- Records for the exercise:

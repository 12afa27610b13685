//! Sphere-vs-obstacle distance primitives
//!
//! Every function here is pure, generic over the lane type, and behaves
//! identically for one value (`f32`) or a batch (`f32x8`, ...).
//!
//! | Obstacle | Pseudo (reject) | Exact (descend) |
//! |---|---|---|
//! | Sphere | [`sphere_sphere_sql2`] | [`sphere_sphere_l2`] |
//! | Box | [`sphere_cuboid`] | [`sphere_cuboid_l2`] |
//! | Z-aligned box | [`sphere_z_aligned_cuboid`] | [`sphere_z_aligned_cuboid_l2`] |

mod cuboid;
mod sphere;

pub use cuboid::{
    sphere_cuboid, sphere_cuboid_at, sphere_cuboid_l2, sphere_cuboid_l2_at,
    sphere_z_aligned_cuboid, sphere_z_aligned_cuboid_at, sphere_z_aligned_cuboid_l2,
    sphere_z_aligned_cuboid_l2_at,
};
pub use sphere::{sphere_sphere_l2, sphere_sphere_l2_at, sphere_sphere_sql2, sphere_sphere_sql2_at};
--
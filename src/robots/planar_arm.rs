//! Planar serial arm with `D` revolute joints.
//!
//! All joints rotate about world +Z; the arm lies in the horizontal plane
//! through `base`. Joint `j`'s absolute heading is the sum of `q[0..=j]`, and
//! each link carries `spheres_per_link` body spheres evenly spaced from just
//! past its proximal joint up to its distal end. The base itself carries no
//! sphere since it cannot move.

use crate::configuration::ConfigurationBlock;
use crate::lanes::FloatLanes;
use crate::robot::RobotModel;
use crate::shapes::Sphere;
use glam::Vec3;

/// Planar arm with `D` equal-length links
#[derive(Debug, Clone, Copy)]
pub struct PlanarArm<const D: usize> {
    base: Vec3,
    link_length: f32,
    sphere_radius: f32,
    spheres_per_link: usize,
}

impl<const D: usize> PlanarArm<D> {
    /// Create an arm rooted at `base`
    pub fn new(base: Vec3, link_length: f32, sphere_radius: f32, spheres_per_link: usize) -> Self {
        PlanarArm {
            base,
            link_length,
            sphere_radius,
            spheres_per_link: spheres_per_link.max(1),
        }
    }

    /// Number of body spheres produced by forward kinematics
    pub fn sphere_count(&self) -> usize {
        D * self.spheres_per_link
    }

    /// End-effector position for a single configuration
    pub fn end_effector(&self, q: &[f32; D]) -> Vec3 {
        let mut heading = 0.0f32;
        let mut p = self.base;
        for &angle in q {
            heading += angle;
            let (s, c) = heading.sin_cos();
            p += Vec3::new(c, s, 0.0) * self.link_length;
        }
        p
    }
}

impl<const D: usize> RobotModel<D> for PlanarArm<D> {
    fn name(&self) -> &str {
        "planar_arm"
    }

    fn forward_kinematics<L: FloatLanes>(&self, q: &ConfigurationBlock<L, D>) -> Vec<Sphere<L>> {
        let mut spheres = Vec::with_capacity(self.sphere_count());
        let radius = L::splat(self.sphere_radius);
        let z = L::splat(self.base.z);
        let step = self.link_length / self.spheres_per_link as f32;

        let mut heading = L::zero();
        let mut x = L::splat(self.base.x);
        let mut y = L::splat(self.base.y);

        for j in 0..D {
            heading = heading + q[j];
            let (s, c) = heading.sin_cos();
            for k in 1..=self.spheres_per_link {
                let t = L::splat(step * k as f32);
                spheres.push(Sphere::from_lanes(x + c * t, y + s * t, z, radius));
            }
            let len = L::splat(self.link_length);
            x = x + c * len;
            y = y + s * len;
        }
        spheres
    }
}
==
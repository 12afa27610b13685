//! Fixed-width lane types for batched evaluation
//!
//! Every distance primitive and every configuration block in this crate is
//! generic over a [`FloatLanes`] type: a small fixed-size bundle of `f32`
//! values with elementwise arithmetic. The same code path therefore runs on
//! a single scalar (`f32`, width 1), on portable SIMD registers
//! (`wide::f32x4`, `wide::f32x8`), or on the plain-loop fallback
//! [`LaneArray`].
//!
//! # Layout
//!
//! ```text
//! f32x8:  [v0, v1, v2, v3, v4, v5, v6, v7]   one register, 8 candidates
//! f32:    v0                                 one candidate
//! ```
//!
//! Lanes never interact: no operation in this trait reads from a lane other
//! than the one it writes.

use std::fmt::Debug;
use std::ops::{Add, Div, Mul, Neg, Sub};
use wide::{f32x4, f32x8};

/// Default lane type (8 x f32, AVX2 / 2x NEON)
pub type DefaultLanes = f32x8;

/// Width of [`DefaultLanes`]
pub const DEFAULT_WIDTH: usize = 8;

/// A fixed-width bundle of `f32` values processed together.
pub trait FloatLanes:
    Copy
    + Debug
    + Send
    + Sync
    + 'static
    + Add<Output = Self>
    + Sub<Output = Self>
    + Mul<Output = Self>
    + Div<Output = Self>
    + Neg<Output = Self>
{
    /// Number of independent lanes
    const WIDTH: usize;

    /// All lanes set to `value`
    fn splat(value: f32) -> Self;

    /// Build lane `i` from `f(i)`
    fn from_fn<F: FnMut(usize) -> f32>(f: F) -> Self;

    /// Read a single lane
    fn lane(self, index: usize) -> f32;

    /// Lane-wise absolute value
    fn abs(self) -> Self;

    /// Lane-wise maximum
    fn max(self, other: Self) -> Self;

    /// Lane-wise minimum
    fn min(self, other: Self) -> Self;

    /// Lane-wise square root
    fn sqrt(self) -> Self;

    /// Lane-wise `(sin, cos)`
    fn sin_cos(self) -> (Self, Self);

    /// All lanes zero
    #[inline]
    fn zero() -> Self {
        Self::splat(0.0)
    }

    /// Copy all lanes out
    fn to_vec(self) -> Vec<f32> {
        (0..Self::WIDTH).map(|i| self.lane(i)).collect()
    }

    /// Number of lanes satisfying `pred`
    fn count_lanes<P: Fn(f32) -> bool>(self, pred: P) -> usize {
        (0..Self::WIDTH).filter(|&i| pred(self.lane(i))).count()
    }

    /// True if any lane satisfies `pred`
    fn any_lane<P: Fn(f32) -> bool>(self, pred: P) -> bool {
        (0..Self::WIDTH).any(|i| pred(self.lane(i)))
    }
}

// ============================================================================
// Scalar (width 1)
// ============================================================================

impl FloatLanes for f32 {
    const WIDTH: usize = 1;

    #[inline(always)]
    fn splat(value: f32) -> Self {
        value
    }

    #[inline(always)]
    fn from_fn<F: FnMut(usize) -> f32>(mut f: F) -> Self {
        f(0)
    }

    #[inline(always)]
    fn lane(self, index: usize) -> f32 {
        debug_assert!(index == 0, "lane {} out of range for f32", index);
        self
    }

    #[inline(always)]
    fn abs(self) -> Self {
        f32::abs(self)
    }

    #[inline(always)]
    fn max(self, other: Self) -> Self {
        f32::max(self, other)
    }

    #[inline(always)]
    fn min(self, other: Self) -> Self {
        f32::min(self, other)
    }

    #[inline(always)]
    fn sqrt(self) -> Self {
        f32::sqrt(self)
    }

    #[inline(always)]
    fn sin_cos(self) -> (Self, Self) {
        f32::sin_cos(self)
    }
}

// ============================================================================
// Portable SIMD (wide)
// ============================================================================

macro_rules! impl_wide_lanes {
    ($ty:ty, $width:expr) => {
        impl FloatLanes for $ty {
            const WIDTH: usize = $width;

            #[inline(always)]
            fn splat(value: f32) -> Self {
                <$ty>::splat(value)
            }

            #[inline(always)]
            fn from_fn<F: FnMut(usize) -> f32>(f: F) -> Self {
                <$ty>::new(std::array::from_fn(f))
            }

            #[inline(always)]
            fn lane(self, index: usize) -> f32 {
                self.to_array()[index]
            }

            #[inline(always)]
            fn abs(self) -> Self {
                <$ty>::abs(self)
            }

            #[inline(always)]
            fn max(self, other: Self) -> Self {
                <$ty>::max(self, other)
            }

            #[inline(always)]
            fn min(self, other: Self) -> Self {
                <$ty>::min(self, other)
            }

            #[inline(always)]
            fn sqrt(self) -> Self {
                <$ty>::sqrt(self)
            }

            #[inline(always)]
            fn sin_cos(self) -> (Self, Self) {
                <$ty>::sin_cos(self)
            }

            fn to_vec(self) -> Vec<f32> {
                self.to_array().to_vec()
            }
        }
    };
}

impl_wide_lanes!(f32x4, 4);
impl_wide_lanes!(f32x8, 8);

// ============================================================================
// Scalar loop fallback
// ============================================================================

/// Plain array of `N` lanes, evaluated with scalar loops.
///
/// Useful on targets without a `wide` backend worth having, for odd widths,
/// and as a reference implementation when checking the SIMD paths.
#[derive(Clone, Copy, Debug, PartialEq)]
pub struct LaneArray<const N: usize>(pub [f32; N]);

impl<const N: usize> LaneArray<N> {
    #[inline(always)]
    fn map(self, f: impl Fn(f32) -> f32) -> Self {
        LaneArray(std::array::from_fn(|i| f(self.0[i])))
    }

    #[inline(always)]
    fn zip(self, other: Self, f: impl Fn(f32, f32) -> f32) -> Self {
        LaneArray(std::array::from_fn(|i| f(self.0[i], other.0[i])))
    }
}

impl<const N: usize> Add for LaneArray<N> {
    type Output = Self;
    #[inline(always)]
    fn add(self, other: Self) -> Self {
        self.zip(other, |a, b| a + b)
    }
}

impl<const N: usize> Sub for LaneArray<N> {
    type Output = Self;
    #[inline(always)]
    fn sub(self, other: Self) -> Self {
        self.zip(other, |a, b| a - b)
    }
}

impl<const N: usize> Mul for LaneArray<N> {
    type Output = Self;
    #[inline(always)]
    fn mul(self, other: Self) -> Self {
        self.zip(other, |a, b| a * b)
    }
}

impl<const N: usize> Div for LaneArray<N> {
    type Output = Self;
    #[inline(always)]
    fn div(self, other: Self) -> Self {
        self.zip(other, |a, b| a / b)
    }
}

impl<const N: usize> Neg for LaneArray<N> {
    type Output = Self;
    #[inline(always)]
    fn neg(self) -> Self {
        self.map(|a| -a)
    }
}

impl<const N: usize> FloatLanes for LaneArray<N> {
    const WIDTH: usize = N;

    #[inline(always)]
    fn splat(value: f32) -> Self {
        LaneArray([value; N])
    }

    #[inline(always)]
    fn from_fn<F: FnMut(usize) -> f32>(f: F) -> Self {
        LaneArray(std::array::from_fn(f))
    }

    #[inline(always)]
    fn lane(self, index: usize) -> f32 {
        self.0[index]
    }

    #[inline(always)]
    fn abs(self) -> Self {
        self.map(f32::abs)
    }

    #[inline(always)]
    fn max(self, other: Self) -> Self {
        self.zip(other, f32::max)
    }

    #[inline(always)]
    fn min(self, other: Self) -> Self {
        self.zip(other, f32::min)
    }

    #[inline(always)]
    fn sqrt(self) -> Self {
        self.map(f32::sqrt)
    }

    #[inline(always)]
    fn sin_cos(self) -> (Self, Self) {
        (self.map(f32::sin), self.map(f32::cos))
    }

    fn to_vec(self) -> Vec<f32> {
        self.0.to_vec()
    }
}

- What you will do: What belongs in the answer is each line from the listing above that contains "step".

- Solution to this problem:
        let step = self.link_length / self.spheres_per_link as f32;
                let t = L::splat(step * k as f32);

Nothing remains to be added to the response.